[Start of Attachment]

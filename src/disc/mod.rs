//! Disc image handling module
//!
//! Reads ISO 9660 volumes and BIN/CUE track layouts.

pub mod bincue;
pub mod browse;
pub mod formats;
pub mod iso9660;

pub use bincue::{read_cue_sheet, BinCueError, CueLayout, CueTrack, CD_FRAME_SIZE};
pub use formats::{FilesystemType, ImageFormat};
pub use iso9660::{VolumeDescriptor, VolumeDescriptorSet};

[End of Attachment]

### TASK ITEM
All of the data above is to be given again, word for word.

### SOLUTION TO THIS TASK
filename src/disc/mod.rs
//! Disc image handling module
//!
//! Reads ISO 9660 volumes and BIN/CUE track layouts.

pub mod bincue;
pub mod browse;
pub mod formats;
pub mod iso9660;

pub use bincue::{read_cue_sheet, BinCueError, CueLayout, CueTrack, CD_FRAME_SIZE};
pub use formats::{FilesystemType, ImageFormat};
pub use iso9660::{VolumeDescriptor, VolumeDescriptorSet};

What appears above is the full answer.